Charlie, who is the son of golfing legend Tiger Woods, is currently competing at one of the most prestigious tournaments in the junior calendar at TPC Sawgrass. But after Friday’s first round, the 16-year-old finds himself eight shots off the pace.
The teenager had a day to forget, carding a four-over 76 to end the day T38. Charlie opened with two bogeys but a birdie at the fourth steadied the ship, before three bogeys in a four-hole stretch meant he made the turn in a four-over-par 40.
As he went on to make two birdies and a bogey in his next eight holes, a closing bogey at the tough 18th means there is plenty of work to do to catch leaders Miles Russell and Nicholas Logis.
Russell, who became the 54-hole tournament’s youngest champion in 2023, produced seven birdies and three bogeys, carding a four-under 68 to sit in a share of the lead with Logis.

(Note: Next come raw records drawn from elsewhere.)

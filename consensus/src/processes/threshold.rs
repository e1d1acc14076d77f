//! Dynamic threshold controller for the proof-of-optimization engine.
//!
//! Two correction loops steer the threshold so that accumulated optimization
//! weight crosses it once per target block time on average:
//! - an epoch correction every `epoch_blocks`, clamped to [0.25, 4.0];
//! - a per-block EMA step, clamped to ± `max_step`.
//! When both fire on the same block the epoch correction applies first. The
//! `actual/target` ratio is a production-rate ratio (`target interval /
//! measured interval`), so faster-than-target blocks raise the threshold.

use std::collections::VecDeque;

use doin_core::debug;

pub struct ThresholdManager {
    threshold: f64,
    target_interval_millis: f64,
    ema_alpha: f64,
    max_step: f64,
    epoch_blocks: u64,
    min_threshold: f64,
    max_threshold: f64,
    /// Measured block intervals of the current epoch window, in millis
    intervals: VecDeque<u64>,
}

impl ThresholdManager {
    pub fn new(
        initial_threshold: f64,
        target_interval_millis: u64,
        ema_alpha: f64,
        max_step: f64,
        epoch_blocks: u64,
        min_threshold: f64,
        max_threshold: f64,
    ) -> Self {
        Self {
            threshold: initial_threshold.clamp(min_threshold, max_threshold),
            target_interval_millis: target_interval_millis as f64,
            ema_alpha,
            max_step,
            epoch_blocks,
            min_threshold,
            max_threshold,
            intervals: VecDeque::with_capacity(epoch_blocks as usize),
        }
    }

    pub fn current(&self) -> f64 {
        self.threshold
    }

    /// Adjusts the threshold after the block at `index` was produced
    /// `interval_millis` after its parent.
    pub fn on_block(&mut self, index: u64, interval_millis: u64) {
        self.intervals.push_back(interval_millis);
        while self.intervals.len() > self.epoch_blocks as usize {
            self.intervals.pop_front();
        }

        if index > 0 && index % self.epoch_blocks == 0 {
            self.apply_epoch_correction();
        }
        self.apply_ema_step(interval_millis);

        self.threshold = self.threshold.clamp(self.min_threshold, self.max_threshold);
    }

    fn apply_epoch_correction(&mut self) {
        let mean_interval = self.intervals.iter().sum::<u64>() as f64 / self.intervals.len() as f64;
        let rate_ratio = self.target_interval_millis / mean_interval.max(1.0);
        let factor = rate_ratio.clamp(0.25, 4.0);
        let old = self.threshold;
        self.threshold *= factor;
        debug!("threshold epoch correction: {:.6} -> {:.6} (factor {:.3})", old, self.threshold, factor);
    }

    fn apply_ema_step(&mut self, interval_millis: u64) {
        let rate_ratio = self.target_interval_millis / (interval_millis.max(1) as f64);
        let step = (self.ema_alpha * (rate_ratio - 1.0)).clamp(-self.max_step, self.max_step);
        self.threshold *= 1.0 + step;
    }
}

#[cfg(test)]
mod tests {
    use super::*;

    fn manager() -> ThresholdManager {
        // target 600s blocks, alpha 0.1, 2% max step, 100-block epochs
        ThresholdManager::new(1.0, 600_000, 0.1, 0.02, 100, 1e-6, 1e9)
    }

    #[test]
    fn test_fast_blocks_raise_threshold() {
        let mut m = manager();
        m.on_block(1, 60_000); // 10x faster than target
        assert!(m.current() > 1.0);
        // single step capped at +2%
        assert!(m.current() <= 1.02 + 1e-12);
    }

    #[test]
    fn test_slow_blocks_lower_threshold() {
        let mut m = manager();
        m.on_block(1, 6_000_000); // 10x slower
        assert!(m.current() < 1.0);
        assert!(m.current() >= 0.98 - 1e-12);
    }

    #[test]
    fn test_on_target_block_is_a_fixpoint() {
        let mut m = manager();
        m.on_block(1, 600_000);
        assert!((m.current() - 1.0).abs() < 1e-12);
    }

    #[test]
    fn test_epoch_correction_is_clamped_to_4x() {
        let mut m = manager();
        for i in 1..=100u64 {
            m.on_block(i, 1_000); // 600x faster than target
        }
        // 99 EMA steps of at most +2%, then one epoch correction of at most 4x
        // at block 100, then its EMA step
        let max_possible = 1.02_f64.powi(99) * 4.0 * 1.02;
        assert!(m.current() <= max_possible * (1.0 + 1e-9));
        // and the epoch really fired: far above what EMA alone provides
        assert!(m.current() > 1.02_f64.powi(100) * 2.0);
    }

    #[test]
    fn test_bounds_are_enforced() {
        let mut fast = ThresholdManager::new(1e9, 600_000, 0.1, 0.02, 100, 1e-6, 1e9);
        fast.on_block(1, 1);
        assert!(fast.current() <= 1e9);

        let mut slow = ThresholdManager::new(1e-6, 600_000, 0.1, 0.02, 100, 1e-6, 1e9);
        slow.on_block(1, u64::MAX / 2);
        assert!(slow.current() >= 1e-6);
    }

    #[test]
    fn test_initial_threshold_is_clamped() {
        let m = ThresholdManager::new(1e12, 600_000, 0.1, 0.02, 100, 1e-6, 1e9);
        assert_eq!(m.current(), 1e9);
    }
}
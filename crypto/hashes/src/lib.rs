mod hashers;

use serde::{Deserialize, Serialize};
use std::fmt::{Debug, Display, Formatter};
use std::str::{self, FromStr};

pub use hashers::*;

pub const HASH_SIZE: usize = 32;

pub const ZERO_HASH: Hash = Hash([0; HASH_SIZE]);

/// A 256-bit collision-resistant digest. Every hashed artifact in the system
/// (blocks, transactions, commitments, seeds) is a value of this type.
#[derive(PartialEq, Eq, PartialOrd, Ord, Clone, Copy, Hash, Default, Serialize, Deserialize)]
pub struct Hash([u8; HASH_SIZE]);

impl Hash {
    #[inline(always)]
    pub const fn from_bytes(bytes: [u8; HASH_SIZE]) -> Self {
        Hash(bytes)
    }

    #[inline(always)]
    pub const fn as_bytes(&self) -> &[u8; HASH_SIZE] {
        &self.0
    }

    pub fn from_slice(slice: &[u8]) -> Option<Self> {
        slice.try_into().ok().map(Hash)
    }
}

impl AsRef<[u8]> for Hash {
    #[inline(always)]
    fn as_ref(&self) -> &[u8] {
        &self.0
    }
}

impl Display for Hash {
    fn fmt(&self, f: &mut Formatter<'_>) -> std::fmt::Result {
        let mut hex = [0u8; HASH_SIZE * 2];
        hex::encode_to_slice(self.0, &mut hex).expect("The output is exactly twice the size of the input");
        f.write_str(str::from_utf8(&hex).expect("hex is always valid UTF-8"))
    }
}

impl Debug for Hash {
    fn fmt(&self, f: &mut Formatter<'_>) -> std::fmt::Result {
        Display::fmt(self, f)
    }
}

impl FromStr for Hash {
    type Err = hex::FromHexError;

    fn from_str(hash_str: &str) -> Result<Self, Self::Err> {
        let mut bytes = [0u8; HASH_SIZE];
        hex::decode_to_slice(hash_str, &mut bytes)?;
        Ok(Hash(bytes))
    }
}

impl From<u64> for Hash {
    fn from(word: u64) -> Self {
        let mut bytes = [0u8; HASH_SIZE];
        bytes[..8].copy_from_slice(&word.to_be_bytes());
        Hash(bytes)
    }
}
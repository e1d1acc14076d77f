//! Replicated pull-based task queue.
//!
//! State transitions are message-driven (create/claim/complete floods). When
//! several peers race for the same task, the earliest claim by
//! `(block order, timestamp, peer id)` is authoritative everywhere, so all
//! honest nodes converge on the same claimant without coordination.

use std::collections::HashMap;

use doin_consensus_core::task::{ClaimPriority, Task, TaskState};
use doin_consensus_core::peer::PeerId;
use doin_consensus_core::TaskId;
use doin_hashes::Hash;

use doin_core::debug;

#[derive(Clone, Debug)]
struct TaskEntry {
    task: Task,
    claim: Option<ClaimPriority>,
    claimed_at_height: u64,
}

pub struct TaskQueue {
    claim_timeout_blocks: u64,
    tasks: HashMap<TaskId, TaskEntry>,
}

impl TaskQueue {
    pub fn new(claim_timeout_blocks: u64) -> Self {
        Self { claim_timeout_blocks, tasks: HashMap::new() }
    }

    /// Registers a task. Redeliveries of a known task are ignored.
    pub fn create(&mut self, task: Task) {
        self.tasks.entry(task.task_id).or_insert(TaskEntry { task, claim: None, claimed_at_height: 0 });
    }

    pub fn get(&self, task_id: TaskId) -> Option<&Task> {
        self.tasks.get(&task_id).map(|e| &e.task)
    }

    /// Records a claim observed at `height`. Returns true when the claim is
    /// (now) the authoritative one: the earliest seen by priority order.
    pub fn claim(&mut self, task_id: TaskId, claim: ClaimPriority, height: u64) -> bool {
        let Some(entry) = self.tasks.get_mut(&task_id) else {
            return false;
        };
        if entry.task.state == TaskState::Completed {
            return false;
        }
        match entry.claim {
            Some(existing) if existing <= claim => false,
            _ => {
                entry.claim = Some(claim);
                entry.claimed_at_height = height;
                entry.task.state = TaskState::Claimed;
                entry.task.claimant = Some(claim.claimant);
                true
            }
        }
    }

    /// Records a completion by the authoritative claimant. Returns the result
    /// reference for the pending `CompletedTask` transaction.
    pub fn complete(&mut self, task_id: TaskId, claimant: PeerId, result_hash: Hash) -> Option<Hash> {
        let entry = self.tasks.get_mut(&task_id)?;
        if entry.task.state != TaskState::Claimed || entry.task.claimant != Some(claimant) {
            return None;
        }
        entry.task.state = TaskState::Completed;
        Some(result_hash)
    }

    pub fn fail(&mut self, task_id: TaskId, claimant: PeerId) {
        if let Some(entry) = self.tasks.get_mut(&task_id) {
            if entry.task.claimant == Some(claimant) && entry.task.state == TaskState::Claimed {
                entry.task.state = TaskState::Failed;
            }
        }
    }

    /// Reopens claimed tasks abandoned past the claim timeout, plus failed
    /// ones. Returns the reopened task ids.
    pub fn reopen_abandoned(&mut self, height: u64) -> Vec<TaskId> {
        let timeout = self.claim_timeout_blocks;
        let mut reopened = Vec::new();
        for entry in self.tasks.values_mut() {
            let stale = entry.task.state == TaskState::Claimed && height > entry.claimed_at_height + timeout;
            if stale || entry.task.state == TaskState::Failed {
                debug!("reopening task {}", entry.task.task_id);
                entry.task.state = TaskState::Pending;
                entry.task.claimant = None;
                entry.claim = None;
                reopened.push(entry.task.task_id);
            }
        }
        reopened
    }

    /// The local queue view evaluators poll: pending tasks, highest priority
    /// (lowest value) first.
    pub fn pending(&self) -> Vec<&Task> {
        let mut pending: Vec<&Task> =
            self.tasks.values().filter(|e| e.task.state == TaskState::Pending).map(|e| &e.task).collect();
        pending.sort_by_key(|t| (t.priority, t.task_id));
        pending
    }

    pub fn remove(&mut self, task_id: TaskId) {
        self.tasks.remove(&task_id);
    }
}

But Woods’ rivals will still be well aware of the danger he poses. Woods, who is ranked 13th in the AJGA, has found himself in this position before and has come back to win, most recently at the Team TaylorMade Invitational.
Charlie Woods has fought back from adversity before(Image: Ryan Lochhead/PGA of America via Getty Images)
He clinched the biggest victory of his budding career despite a shaky start on the Black Course at Streamsong Resort, Florida, in May.
Charlie carded a six-under 66 in his third and final round of the event to finish 15 under for the tournament, winning by three over Ponte Vedra Beach’s Phillip Dunham, Arkansas’ Willie Gordon and Luke Colton of Texas.
Woods’ maiden victory on the prestigious junior golf circuit came after earlier rounds of 70 and 65, which left him heading into the final round sharing the lead with another of the game’s rising stars, Russell.
The eye-catching victory was in stark contrast to a little over a year prior, when he struggled in his AJGA debut at the Will Lowery Junior Championship, finishing 21-over for the tournament and in a tie for 32nd.
Since then, he has regularly made headlines, notably alongside Tiger in December’s PNC Championship, where he made a hole-in-one in the final round before the pair placed runner-up.
His Team TaylorMade Invitational triumph also came just three weeks after he fell short in U.S. Open qualifying, when he shot a three-over-par 75 at Florida’s Wellington Golf Club.